The medicinal properties of the yew are slowly being rediscovered. Sadly, this has led to further destruction of the tree, as pharmaceutical companies, hungry for profit, extract the anti-carcinogenic properties of the taxanes produced by the tree. However, this reductive, extractive mindset that damages the ash and the yew, alongside countless other lifeforms, is discarded by the wise. As the sun sets on this phase of our history, and the shadows of uncertainty and hardship loom on the twilit horizon, the sacred yew offers a potent lesson for our future survival: as new trees take root from the trunk of the old, so too must we, as a culture, embrace this process of death and rebirth.
The rediscovery of the medicine of the yew is an opportunity to rediscover a sense of cosmos, a sense of integrity and harmonious order. I believe that the healing of the trees that our ancestors venerated, and the healing of ourselves in the process, is a vitally important aspect of this cosmic restoration. The ash is telling us of our mistake in burdening him with the universe. To restore the yew to its rightful place as the Cosmic Tree, the Yggdrasil, is to restore that which is natural, wholesome, and right; to once again reside sub specie aeternitatis, in the vision of the eternal.
Thanks very much for posting this! I've thought before about how to resolve the ash/yew "contradiction" in conceptualizing of Yggdrasil, but this is an elegant and fruitful take I hadn't considered.

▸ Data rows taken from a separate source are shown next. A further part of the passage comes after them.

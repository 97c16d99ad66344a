//! Tag list syntax: `a, b,c`.

use std::sync::LazyLock;

use regex::Regex;

static SEPARATOR: LazyLock<Regex> = LazyLock::new(|| {
    // ASCII `\s`: space, tab, newline, vertical tab, form feed, carriage return
    Regex::new(r",(?-u:\s)*").expect("BUG: invalid tag separator regex literal")
});

/// Split a tag list on a comma followed by any run of whitespace.
///
/// Tokens are not trimmed otherwise, so leading whitespace on the first
/// token and trailing whitespace before a comma survive. When at least one
/// separator is present, empty tokens at the end of the list are dropped; a
/// list without separators is returned as its single token, even if empty.
pub fn split_tags(list: &str) -> Vec<String> {
    let mut tokens: Vec<String> = SEPARATOR.split(list).map(str::to_string).collect();
    if tokens.len() > 1 {
        while tokens.last().is_some_and(|token| token.is_empty()) {
            tokens.pop();
        }
    }
    tokens
}
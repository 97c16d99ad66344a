//! Resource format descriptors and the `nodesetxml` parser.

use std::fs::File;
use std::io::Read;
use std::path::Path;

use nodeset_core::NodeSet;
use tracing::debug;

use crate::ParseError;

/// Format name of nested nodeset documents.
pub const NODESETXML: &str = "nodesetxml";
/// Human readable title of the format.
pub const TITLE: &str = "Nodeset XML Parser";
pub const DESCRIPTION: &str = "Parses nodes defined in the nodesetxml format";
/// File extensions associated with the format, dot included.
pub const FILE_EXTENSIONS: &[&str] = &[".nodesetxml"];
/// Content types associated with the format.
pub const MIME_TYPES: &[&str] = &["application/rundeck-nodeset,v1+xml"];

/// A parser turning one document format into a [`NodeSet`].
pub trait ResourceFormatParser {
    /// Short identifier of the format, e.g. `nodesetxml`.
    fn name(&self) -> &'static str;
    /// File extensions including the leading dot.
    fn file_extensions(&self) -> &'static [&'static str];
    fn mime_types(&self) -> &'static [&'static str];

    /// Parse one document from an already opened stream.
    ///
    /// The stream is left open; closing it is the caller's business.
    fn parse_reader(&self, input: &mut dyn Read) -> Result<NodeSet, ParseError>;

    /// Open `path`, parse it and release the file on every exit path.
    fn parse_path(&self, path: &Path) -> Result<NodeSet, ParseError> {
        debug!(path = %path.display(), format = self.name(), "opening document");
        let mut file = File::open(path).map_err(|source| ParseError::Open {
            path: path.to_path_buf(),
            source,
        })?;
        // `file` is dropped on return; a failing close is not reported
        self.parse_reader(&mut file)
    }

    /// Whether the file name of `path` ends in one of [`Self::file_extensions`].
    fn accepts_path(&self, path: &Path) -> bool {
        let Some(ext) = path.extension().and_then(|ext| ext.to_str()) else {
            return false;
        };
        self.file_extensions()
            .iter()
            .any(|known| known.strip_prefix('.') == Some(ext))
    }

    /// Whether `mime` names one of [`Self::mime_types`]; type names are
    /// compared without regard to ASCII case.
    fn accepts_mime(&self, mime: &str) -> bool {
        let mime = mime.trim();
        self.mime_types()
            .iter()
            .any(|known| known.eq_ignore_ascii_case(mime))
    }
}

/// Parser for the nested `<nodeset>` XML format.
#[derive(Debug, Clone, Copy, Default)]
pub struct NodesetXmlParser;

impl NodesetXmlParser {
    pub fn new() -> Self {
        NodesetXmlParser
    }

    pub fn title(&self) -> &'static str {
        TITLE
    }

    pub fn description(&self) -> &'static str {
        DESCRIPTION
    }
}

impl ResourceFormatParser for NodesetXmlParser {
    fn name(&self) -> &'static str {
        NODESETXML
    }

    fn file_extensions(&self) -> &'static [&'static str] {
        FILE_EXTENSIONS
    }

    fn mime_types(&self) -> &'static [&'static str] {
        MIME_TYPES
    }

    fn parse_reader(&self, input: &mut dyn Read) -> Result<NodeSet, ParseError> {
        crate::parse_reader(input)
    }
}

#[cfg(test)]
mod tests {
    use super::*;

    #[test]
    fn extension_matching() {
        let parser = NodesetXmlParser::new();
        assert!(parser.accepts_path(Path::new("/etc/inventory/prod.nodesetxml")));
        assert!(!parser.accepts_path(Path::new("prod.xml")));
        assert!(!parser.accepts_path(Path::new("nodesetxml")));
    }

    #[test]
    fn mime_matching() {
        let parser = NodesetXmlParser::new();
        assert!(parser.accepts_mime("application/rundeck-nodeset,v1+xml"));
        assert!(parser.accepts_mime(" Application/Rundeck-Nodeset,v1+XML "));
        assert!(!parser.accepts_mime("application/xml"));
    }

    #[test]
    fn descriptor() {
        let parser = NodesetXmlParser::new();
        assert_eq!(parser.name(), "nodesetxml");
        assert_eq!(parser.title(), "Nodeset XML Parser");
        assert_eq!(parser.file_extensions(), &[".nodesetxml"]);
    }

    #[test]
    fn trait_object_parses() {
        let parser: Box<dyn ResourceFormatParser> = Box::new(NodesetXmlParser);
        let mut input: &[u8] = br#"<nodeset><node name="a"/></nodeset>"#;
        let nodes = parser.parse_reader(&mut input).expect("parse");
        assert!(nodes.contains("a"));
    }
}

If you haven't seen, Rune Rasmussen has some youtube videos presenting an animist perspective on Yggdrasil that I have found pretty thought-provoking here: https://www.youtube.com/watch?v=H3onq58Xbpw&list=PLpgfnnXC81dWQ6oHAB3zNFPCJgdVa38Zx and on Ragnarok (including the image of the tree burning), here: https://www.youtube.com/watch?v=Xj0GBGj6QeE&list=PLpgfnnXC81dVjmVIFTXva_PagnXqW9mPN
Cheers,
Jeff
Interestingly, the Kauri in New Zealand, known as kings of the forest, are also suffering from a dieback - though my understanding is that it is the result of damage to the ecosystem of the fungi that its roots rely on.